Problem: Your answer should be every line of the entries that has the string "ingress" in it.

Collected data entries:
:::::
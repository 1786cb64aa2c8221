// SPDX-License-Identifier: MIT OR Apache-2.0
//! The System Control API (§4.8): trusted, out-of-band operations used by
//! webhook ingress (GitHub issues/PRs) and operator tooling, never reachable
//! from a client session.
//!
//! Every method here locks the same entity graph and shares the same
//! settlement/award/reopen machinery as the client-facing handlers in
//! [`crate::jobs`] — a System call and a client message that reach the same
//! state transition produce byte-identical tape and broadcast output.

use std::sync::Arc;

use synapse_core::{AgentId, Job, JobStatus};
use synapse_error::{ErrorCode, SynapseError};

use crate::exchange::Exchange;
use crate::jobs;
use crate::state::HandlerOutcome;

/// Ensure an agent has a ledger and reputation row (`systemEnsureAccount`).
pub async fn ensure_account(exchange: &Arc<Exchange>, agent_id: &AgentId) -> Result<(), SynapseError> {
    let outcome = {
        let mut state = exchange.state.lock().await;
        let created = state.ensure_account(agent_id, exchange.config.starting_credits);
        let mut outcome = HandlerOutcome::default();
        if created {
            let account = state.ledger[agent_id];
            outcome.ledger_changed(agent_id, account);
            outcome.persist.push(crate::state::PersistOp::Agent(agent_id.clone()));
        }
        outcome
    };
    exchange.apply_outcome(outcome).await;
    Ok(())
}

/// Create a job directly, bypassing the `post_job` client path
/// (`systemCreateJob`) — used by GitHub issue ingress.
pub async fn create_job(
    exchange: &Arc<Exchange>,
    requester_id: AgentId,
    title: String,
    description: Option<String>,
    budget: u64,
    kind: Option<String>,
    payload: Option<serde_json::Value>,
) -> Result<Job, SynapseError> {
    let (job, outcome) = {
        let mut state = exchange.state.lock().await;
        let outcome = jobs::post_job(&mut state, requester_id, title, description, budget, kind, payload)?;
        let job = outcome
            .persist
            .iter()
            .find_map(|op| match op {
                crate::state::PersistOp::Job(job) => Some(job.clone()),
                _ => None,
            })
            .expect("post_job always queues a Job persist op");
        (job, outcome)
    };
    exchange.apply_outcome(outcome).await;
    Ok(job)
}

/// Award a job to a worker directly (`systemAwardJob`), bypassing the
/// client `award` message's requester-identity check.
pub async fn award_job(exchange: &Arc<Exchange>, job_id: &str, worker_id: AgentId) -> Result<(), SynapseError> {
    let outcome = {
        let mut state = exchange.state.lock().await;
        let job = state
            .jobs
            .get(job_id)
            .cloned()
            .ok_or_else(|| SynapseError::new(ErrorCode::JobNotFound))?;
        let plan = jobs::validate_award(&state, &exchange.config, &job, None, &worker_id, None)?;
        jobs::apply_award(&mut state, job, worker_id, plan, None)
    };
    exchange.apply_outcome(outcome).await;
    Ok(())
}

/// Force a job to settle successfully (`systemCompleteJob`) — used by the
/// GitHub checks/merge payout trigger.
pub async fn complete_job(exchange: &Arc<Exchange>, job_id: &str) -> Result<(), SynapseError> {
    let outcome = {
        let mut state = exchange.state.lock().await;
        let job = state
            .jobs
            .get(job_id)
            .cloned()
            .ok_or_else(|| SynapseError::new(ErrorCode::JobNotFound))?;
        if job.status != JobStatus::Awarded && job.status != JobStatus::InReview {
            return Err(SynapseError::new(ErrorCode::JobNotAwarded));
        }
        jobs::apply_settlement_success(&mut state, job)
    };
    exchange.apply_outcome(outcome).await;
    Ok(())
}

/// Force a job to settle unsuccessfully and reopen (`systemFailJob`).
pub async fn fail_job(exchange: &Arc<Exchange>, job_id: &str, reason: String) -> Result<(), SynapseError> {
    let outcome = {
        let mut state = exchange.state.lock().await;
        let job = state
            .jobs
            .get(job_id)
            .cloned()
            .ok_or_else(|| SynapseError::new(ErrorCode::JobNotFound))?;
        if job.status != JobStatus::Awarded && job.status != JobStatus::InReview {
            return Err(SynapseError::new(ErrorCode::JobNotAwarded));
        }
        let job_id = job.id.clone();
        let mut outcome = jobs::apply_settlement_failure(&mut state, &exchange.config, job, reason);
        outcome.merge(jobs::apply_reopen(&mut state, job_id));
        outcome
    };
    exchange.apply_outcome(outcome).await;
    Ok(())
}

/// Reopen a failed job for bidding again (`systemReopenJob`).
///
/// Only valid once the job has already been settled (its escrow and stake
/// locks released) — an `awarded`/`in_review` job still has credits locked
/// against it, and [`jobs::apply_reopen`] does not itself touch the ledger,
/// so reopening one directly would strand those locks with no job left to
/// account for them. Pair with [`fail_job`] or [`complete_job`] first.
pub async fn reopen_job(exchange: &Arc<Exchange>, job_id: &str) -> Result<(), SynapseError> {
    let outcome = {
        let mut state = exchange.state.lock().await;
        let job = state
            .jobs
            .get(job_id)
            .cloned()
            .ok_or_else(|| SynapseError::new(ErrorCode::JobNotFound))?;
        if job.status == JobStatus::Awarded || job.status == JobStatus::InReview {
            return Err(SynapseError::new(ErrorCode::JobNotReopenable));
        }
        jobs::apply_reopen(&mut state, job_id.to_string())
    };
    exchange.apply_outcome(outcome).await;
    Ok(())
}

/// Append an evidence item to a job without any other state change
/// (`systemAddEvidence`).
pub async fn add_evidence(
    exchange: &Arc<Exchange>,
    job_id: &str,
    kind: &str,
    detail: &str,
    payload: serde_json::Value,
) -> Result<(), SynapseError> {
    let outcome = {
        let mut state = exchange.state.lock().await;
        if !state.jobs.contains_key(job_id) {
            return Err(SynapseError::new(ErrorCode::JobNotFound));
        }
        let mut outcome = HandlerOutcome::default();
        let item = state.push_evidence(job_id, kind, detail, payload);
        outcome.evidence_appended(item);
        outcome
    };
    exchange.apply_outcome(outcome).await;
    Ok(())
}

/// Link a job to a GitHub issue (`systemLinkIssue`).
pub async fn link_issue(
    exchange: &Arc<Exchange>,
    job_id: &str,
    owner: String,
    repo: String,
    issue_number: u64,
) -> Result<(), SynapseError> {
    let mut state = exchange.state.lock().await;
    let job = state
        .jobs
        .get_mut(job_id)
        .ok_or_else(|| SynapseError::new(ErrorCode::JobNotFound))?;
    let link = job.payload.github.get_or_insert_with(|| synapse_core::job::GithubLink {
        owner: owner.clone(),
        repo: repo.clone(),
        issue_number: None,
        pr_number: None,
    });
    link.issue_number = Some(issue_number);
    state
        .github_issue_jobs
        .insert((owner.clone(), repo.clone(), issue_number), job_id.to_string());
    let job = state.jobs[job_id].clone();
    drop(state);
    exchange
        .apply_outcome({
            let mut outcome = HandlerOutcome::default();
            outcome.persist.push(crate::state::PersistOp::Job(job));
            outcome.persist.push(crate::state::PersistOp::GithubIssue {
                owner,
                repo,
                issue_number,
                job_id: job_id.to_string(),
            });
            outcome
        })
        .await;
    Ok(())
}

/// Link a job to a GitHub pull request (`systemLinkPr`).
pub async fn link_pr(
    exchange: &Arc<Exchange>,
    job_id: &str,
    owner: String,
    repo: String,
    pr_number: u64,
) -> Result<(), SynapseError> {
    let mut state = exchange.state.lock().await;
    let job = state
        .jobs
        .get_mut(job_id)
        .ok_or_else(|| SynapseError::new(ErrorCode::JobNotFound))?;
    let link = job.payload.github.get_or_insert_with(|| synapse_core::job::GithubLink {
        owner: owner.clone(),
        repo: repo.clone(),
        issue_number: None,
        pr_number: None,
    });
    link.pr_number = Some(pr_number);
    state
        .github_pr_jobs
        .insert((owner.clone(), repo.clone(), pr_number), job_id.to_string());
    let job = state.jobs[job_id].clone();
    drop(state);
    exchange
        .apply_outcome({
            let mut outcome = HandlerOutcome::default();
            outcome.persist.push(crate::state::PersistOp::Job(job));
            outcome.persist.push(crate::state::PersistOp::GithubPr {
                owner,
                repo,
                pr_number,
                job_id: job_id.to_string(),
            });
            outcome
        })
        .await;
    Ok(())
}

/// Look up a job id by its linked GitHub issue (`systemGetJobIdByGithubIssue`).
pub async fn job_id_by_github_issue(exchange: &Arc<Exchange>, owner: &str, repo: &str, issue_number: u64) -> Option<String> {
    let state = exchange.state.lock().await;
    state
        .github_issue_jobs
        .get(&(owner.to_string(), repo.to_string(), issue_number))
        .cloned()
}

/// Look up a job id by its linked GitHub pull request (`systemGetJobIdByGithubPr`).
pub async fn job_id_by_github_pr(exchange: &Arc<Exchange>, owner: &str, repo: &str, pr_number: u64) -> Option<String> {
    let state = exchange.state.lock().await;
    state
        .github_pr_jobs
        .get(&(owner.to_string(), repo.to_string(), pr_number))
        .cloned()
}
:::::
Answer to this exercise:
//! webhook ingress (GitHub issues/PRs) and operator tooling, never reachable
/// (`systemCreateJob`) — used by GitHub issue ingress.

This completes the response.